Versions Compared

Key

  • This line was added.
  • This line was removed.
  • Formatting was changed.

Date

Authors

Andy Dingley

Status

Done

Summary

TIS services could not access reference data

Impact

Some TIS functionality may was unavailable during the downtime

Non-technical Description

Several of the TIS functions rely on access to reference data, such as Site, Title, Gender.
The service which provides the reference data was migrated to a new location, but not all of the existing TIS functions were informed of the new location.

...

Trigger

  • The TIS-REFERENCE service was stopped on stage, prod and NIMDTA environments (with the expectation that the ECS instance was already being used).

Detection

  • Sentry error received in #sentry-esr that the ESR-NOTIFICATIONGENERATOR service could not access trust codes.
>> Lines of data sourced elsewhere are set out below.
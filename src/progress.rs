//! Build progress tracking and reporting, for the purpose of display to the
//! user.

use crate::graph::{Node, NodeId};
use crate::process::Termination;
use crate::task::TaskResult;
use crate::terminal;
use crate::work::{NodeState, StateCounts};
use std::collections::VecDeque;
use std::io::Write;
use std::sync::{Arc, Condvar, Mutex, MutexGuard};
use std::time::{Duration, Instant};

/// Compute the message to display on the console for a given node.
pub fn build_message(node: &Node) -> &str {
    let action = match &node.action {
        None => return &node.name,
        Some(action) => action,
    };
    action
        .description
        .as_deref()
        .filter(|desc| !desc.is_empty())
        .or_else(|| action.cmdline())
        .unwrap_or(&node.name)
}

/// The command line if there is one, for verbose output.
fn verbose_message(node: &Node) -> &str {
    node.action
        .as_ref()
        .and_then(|action| action.cmdline())
        .unwrap_or_else(|| build_message(node))
}

/// Trait for build progress notifications.
pub trait Progress {
    /// Called as nodes progress through walk states.
    fn update(&mut self, counts: &StateCounts);

    /// Called when a task starts.
    fn task_started(&mut self, id: NodeId, node: &Node);

    /// Called when a task completes.
    fn task_finished(&mut self, id: NodeId, node: &Node, result: &TaskResult);

    /// Log a line of output without corrupting the progress display.
    /// This line is persisted beyond further progress updates.  For example,
    /// used when a task fails; we want the final output to show that failed
    /// task's output even if we do more work after it fails.
    fn log(&mut self, msg: &str);
}

fn write_output(output: &[u8]) {
    if output.is_empty() {
        return;
    }
    let mut stdout = std::io::stdout().lock();
    let _ = stdout.write_all(output);
    if !output.ends_with(b"\n") {
        let _ = stdout.write_all(b"\n");
    }
}

fn finish_message(node: &Node, result: &TaskResult) -> Option<String> {
    match result.termination {
        Termination::Success if result.fetched => {
            Some(format!("fetched from cache: {}", node.name))
        }
        Termination::Success => None,
        Termination::Interrupted => Some(format!("interrupted: {}", build_message(node))),
        Termination::Failure => Some(format!("failed: {}", build_message(node))),
    }
}

/// Progress implementation that prints nothing.  Used by `-q` and tests.
#[derive(Default)]
pub struct SilentProgress {
    /// Everything passed to log(), for inspection.
    pub logged: Vec<String>,
}

impl Progress for SilentProgress {
    fn update(&mut self, _counts: &StateCounts) {}
    fn task_started(&mut self, _id: NodeId, _node: &Node) {}
    fn task_finished(&mut self, _id: NodeId, _node: &Node, _result: &TaskResult) {}
    fn log(&mut self, msg: &str) {
        self.logged.push(msg.to_string());
    }
}

/// Progress implementation for "dumb" console, without any overprinting.
#[derive(Default)]
pub struct DumbConsoleProgress {
    /// Whether to print command lines of started programs.
    verbose: bool,

    /// The id of the last command printed, used to avoid printing it twice
    /// when we have two updates from the same command in a row.
    last_started: Option<NodeId>,
}

impl DumbConsoleProgress {
    pub fn new(verbose: bool) -> Self {
        Self {
            verbose,
            last_started: None,
        }
    }
}

impl Progress for DumbConsoleProgress {
    fn update(&mut self, _counts: &StateCounts) {
        // ignore
    }

    fn task_started(&mut self, id: NodeId, node: &Node) {
        self.log(if self.verbose {
            verbose_message(node)
        } else {
            build_message(node)
        });
        self.last_started = Some(id);
    }

    fn task_finished(&mut self, id: NodeId, node: &Node, result: &TaskResult) {
        match finish_message(node, result) {
            Some(msg) => self.log(&msg),
            None => {
                if !result.output.is_empty() && self.last_started != Some(id) {
                    self.log(build_message(node))
                }
            }
        }
        write_output(&result.output);
    }

    fn log(&mut self, msg: &str) {
        println!("{}", msg);
    }
}

/// Progress implementation for "fancy" console, with progress bar etc.
/// Each time it prints, it clears from the cursor to the end of the console,
/// prints the status text, and then moves moves the cursor back up to the
/// start position.  This means on errors etc. we can clear any status by
/// clearing the console too.
pub struct FancyConsoleProgress {
    state: Arc<Mutex<FancyState>>,
    thread: Option<std::thread::JoinHandle<()>>,
}

/// Screen updates happen after this duration passes, to reduce the amount
/// of printing in the case of rapid updates.  This helps with terminal flicker.
const UPDATE_DELAY: Duration = Duration::from_millis(50);

fn lock(state: &Mutex<FancyState>) -> MutexGuard<'_, FancyState> {
    state.lock().unwrap_or_else(|poisoned| poisoned.into_inner())
}

impl FancyConsoleProgress {
    pub fn new(verbose: bool) -> Self {
        let dirty_cond = Arc::new(Condvar::new());
        let state = Arc::new(Mutex::new(FancyState {
            done: false,
            dirty: false,
            dirty_cond: dirty_cond.clone(),
            counts: StateCounts::default(),
            tasks: VecDeque::new(),
            verbose,
        }));

        // Thread to debounce status updates -- waits a bit, then prints after
        // any dirty state.
        let thread = std::thread::spawn({
            let state = state.clone();
            move || loop {
                // Wait to be notified of a display update, or timeout at 500ms.
                // The timeout is for the case where there are lengthy build
                // steps and the progress will show how long they've been
                // running.
                {
                    let guard = lock(&state);
                    let (guard, _) = dirty_cond
                        .wait_timeout_while(guard, Duration::from_millis(500), |state| {
                            !state.dirty
                        })
                        .unwrap_or_else(|poisoned| poisoned.into_inner());
                    if guard.done {
                        break;
                    }
                }

                // Delay a little bit in case more display updates come in.
                std::thread::sleep(UPDATE_DELAY);

                // Update regardless of whether we timed out or not.
                let mut guard = lock(&state);
                if guard.done {
                    break;
                }
                guard.print_progress();
            }
        });

        FancyConsoleProgress {
            state,
            thread: Some(thread),
        }
    }
}

impl Progress for FancyConsoleProgress {
    fn update(&mut self, counts: &StateCounts) {
        lock(&self.state).update(counts);
    }

    fn task_started(&mut self, id: NodeId, node: &Node) {
        lock(&self.state).task_started(id, node);
    }

    fn task_finished(&mut self, id: NodeId, node: &Node, result: &TaskResult) {
        lock(&self.state).task_finished(id, node, result);
    }

    fn log(&mut self, msg: &str) {
        lock(&self.state).log(msg);
    }
}

impl Drop for FancyConsoleProgress {
    fn drop(&mut self) {
        lock(&self.state).cleanup();
        if let Some(thread) = self.thread.take() {
            let _ = thread.join();
        }
    }
}

/// Currently running build task, as tracked for progress updates.
struct Task {
    id: NodeId,
    /// When the task started running.
    start: Instant,
    /// Build status message for the task.
    message: String,
}

struct FancyState {
    done: bool,
    dirty: bool,
    dirty_cond: Arc<Condvar>,

    /// Counts of nodes in each state.
    counts: StateCounts,
    /// Build tasks that are currently executing.
    /// Pushed to as tasks are started, so it's always in order of age.
    tasks: VecDeque<Task>,
    /// Whether to print command lines of started programs.
    verbose: bool,
}

impl FancyState {
    fn dirty(&mut self) {
        self.dirty = true;
        self.dirty_cond.notify_one();
    }

    fn update(&mut self, counts: &StateCounts) {
        self.counts = counts.clone();
        self.dirty();
    }

    fn task_started(&mut self, id: NodeId, node: &Node) {
        if self.verbose {
            self.log(verbose_message(node));
        }
        self.tasks.push_back(Task {
            id,
            start: Instant::now(),
            message: build_message(node).to_string(),
        });
        self.dirty();
    }

    fn task_finished(&mut self, id: NodeId, node: &Node, result: &TaskResult) {
        if let Some(pos) = self.tasks.iter().position(|t| t.id == id) {
            self.tasks.remove(pos);
        }
        match finish_message(node, result) {
            Some(msg) => self.log(&msg),
            None => {
                if !result.output.is_empty() {
                    self.log(build_message(node))
                }
            }
        }
        write_output(&result.output);
        self.dirty();
    }

    fn log(&mut self, msg: &str) {
        self.clear_progress();
        println!("{}", msg);
        self.dirty();
    }

    fn cleanup(&mut self) {
        self.clear_progress();
        self.done = true;
        self.dirty(); // let thread quit
    }

    fn clear_progress(&self) {
        // If the user hit ctl-c, it may have printed something on the line.
        // So \r to go to first column first, then clear anything below.
        let _ = std::io::stdout().write_all(b"\r\x1b[J");
    }

    fn print_progress(&mut self) {
        self.clear_progress();
        let failed = self.counts.get(NodeState::Failed);
        let mut progress_line = format!(
            "[{}] {}/{} done, ",
            progress_bar(&self.counts, 40),
            self.counts.finished(),
            self.counts.total()
        );
        if failed > 0 {
            progress_line.push_str(&format!("{} failed, ", failed));
        }
        progress_line.push_str(&format!(
            "{}/{} running",
            self.tasks.len(),
            self.counts.get(NodeState::Ready) + self.counts.get(NodeState::Executing),
        ));
        println!("{}", progress_line);
        let mut lines = 1;

        let max_cols = terminal::get_cols().unwrap_or(80);
        let max_tasks = 8;
        let now = Instant::now();
        for task in self.tasks.iter().take(max_tasks) {
            let delta = now.duration_since(task.start).as_secs() as usize;
            println!("{}", task_message(&task.message, delta, max_cols));
            lines += 1;
        }

        if self.tasks.len() > max_tasks {
            let remaining = self.tasks.len() - max_tasks;
            println!("...and {} more", remaining);
            lines += 1;
        }

        // Move cursor up to the first printed line, for overprinting.
        print!("\x1b[{}A", lines);
        let _ = std::io::stdout().flush();
        self.dirty = false;
    }
}

/// Format a task's status message to optionally include how long it has been running
/// and also to fit within a maximum number of terminal columns.
fn task_message(message: &str, seconds: usize, max_cols: usize) -> String {
    let time_note = if seconds > 2 {
        format!(" ({}s)", seconds)
    } else {
        "".into()
    };
    let mut out: String = message.to_owned();
    if out.chars().count() + time_note.len() >= max_cols {
        let keep = max_cols.saturating_sub(time_note.len() + 3);
        out = out.chars().take(keep).collect();
        out.push_str("...");
    }
    out.push_str(&time_note);
    out
}

/// Render a StateCounts as an ASCII progress bar.
fn progress_bar(counts: &StateCounts, bar_size: usize) -> String {
    let mut bar = String::with_capacity(bar_size);
    let mut sum: usize = 0;
    let total = counts.total();
    if total == 0 {
        return " ".repeat(bar_size);
    }
    for (count, ch) in [
        (counts.finished(), '='),
        (
            counts.get(NodeState::Ready) + counts.get(NodeState::Executing),
            '-',
        ),
        (
            counts.get(NodeState::Pending) + counts.get(NodeState::NeedsRescan),
            ' ',
        ),
    ] {
        sum += count;
        let mut target_size = sum * bar_size / total;
        if count > 0 && target_size == bar.len() && target_size < bar_size {
            // Special case: for non-zero count, ensure we always get at least
            // one tick.
            target_size += 1;
        }
        while bar.len() < target_size {
            bar.push(ch);
        }
    }
    bar
}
  • User notification that bulk upload was displaying error messages.

...

Resolution

  • TIS-REFERENCE restarted on prod blue to restore functionality.

  • Affected services re-deployed (ESR-NOTIFICATIONGENERATOR, TIS-CONCERNS, TIS-PROFILE and TIS-SYNC).

  • TIS-REFERENCE stopped again on prod blue.

...

Timeline

  • 16:00 - TIS-REFERENCE stopped on all environments

  • 16:03 - ESR notification generator exception picked up by Sentry and sent as slack notification.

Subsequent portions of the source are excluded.